Redfish power driver reports twisted errors on retries

Bug #2091979 reported by Paul Jonason
10
This bug affects 2 people
Affects Status Importance Assigned to Milestone
MAAS
Fix Committed
Medium
Jacopo Rota

Bug Description

Describe the bug:

Feedback originally added to the various bug reports that introduced retry logic into the Redfish driver, but mostly point #3:

1. The Try/Retry counting is off
"This is the try number 0 out of 6"
"This is the try number 4 out of 6", then "Maximum number of retries reached"
MAX_REQUEST_RETRIES = 5
Why isn't MAX_REQUEST_RETRIES used in the log entry?
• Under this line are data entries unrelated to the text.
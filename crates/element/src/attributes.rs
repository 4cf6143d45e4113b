//! Pending attribute changes, merged by name until the next flush.

use smallvec::SmallVec;

/// One coalesced attribute change: the value before the burst and the latest value.
///
/// `None` means the attribute was absent.
#[derive(Debug, Clone, PartialEq, Eq)]
pub struct AttributeChange {
    pub name: String,
    pub old: Option<String>,
    pub new: Option<String>,
}

/// Merge-on-write map from attribute name to its pending change.
///
/// Iteration follows first-occurrence order. Most elements observe a handful of
/// attributes, so entries live inline.
#[derive(Debug, Clone, Default, PartialEq, Eq)]
pub struct AttributeChangeBuffer {
    changes: SmallVec<AttributeChange, 4>,
}

impl AttributeChangeBuffer {
    pub fn new() -> Self {
        Self::default()
    }

    /// Record a change. A name already pending keeps its original `old` and takes
    /// the new `new`. Returns true when the change merged into an existing entry.
    pub fn set(&mut self, name: &str, old: Option<&str>, new: Option<&str>) -> bool {
        if let Some(existing) = self.changes.iter_mut().find(|change| change.name == name) {
            existing.new = new.map(str::to_owned);
            return true;
        }
        self.changes.push(AttributeChange {
            name: name.to_owned(),
            old: old.map(str::to_owned),
            new: new.map(str::to_owned),
        });
        false
    }

    pub fn get(&self, name: &str) -> Option<&AttributeChange> {
        self.changes.iter().find(|change| change.name == name)
    }

    pub fn len(&self) -> usize {
        self.changes.len()
    }

    pub fn is_empty(&self) -> bool {
        self.changes.is_empty()
    }

    pub fn iter(&self) -> impl Iterator<Item = &AttributeChange> {
        self.changes.iter()
    }

    pub fn clear(&mut self) {
        self.changes.clear();
    }

    /// Move every pending change out, leaving the buffer empty.
    pub fn take(&mut self) -> Self {
        core::mem::take(self)
    }
}

impl<'buf> IntoIterator for &'buf AttributeChangeBuffer {
    type Item = &'buf AttributeChange;
    type IntoIter = core::slice::Iter<'buf, AttributeChange>;

    fn into_iter(self) -> Self::IntoIter {
        self.changes.iter()
    }
}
It's hard coded to '6'.

2. Why does the code retry on ANY error in redfish_request, not just on returning transitional power statuses?
Could be get_etag, get_node_id, set_pxe_boot, or any power control, not just power_query
Could be permissions error or any other type of error.
So why retry a permissions error 6 times? It's still going to fail every time, and just waste time.

3. It doesn't appear to send back the error after the first instance, so it's hard to tell from the log what's actually going on:

maas.drivers.power.redfish: [info] Power action failure: Redfish request failed with response status code: 403.. This is the try number 0 out of 6.
maas.drivers.power.redfish: [info] Power action failure: [<twisted.python.failure.Failure builtins.ValueError: I/O operation on closed file.>]. This is the try number 1 out of 6.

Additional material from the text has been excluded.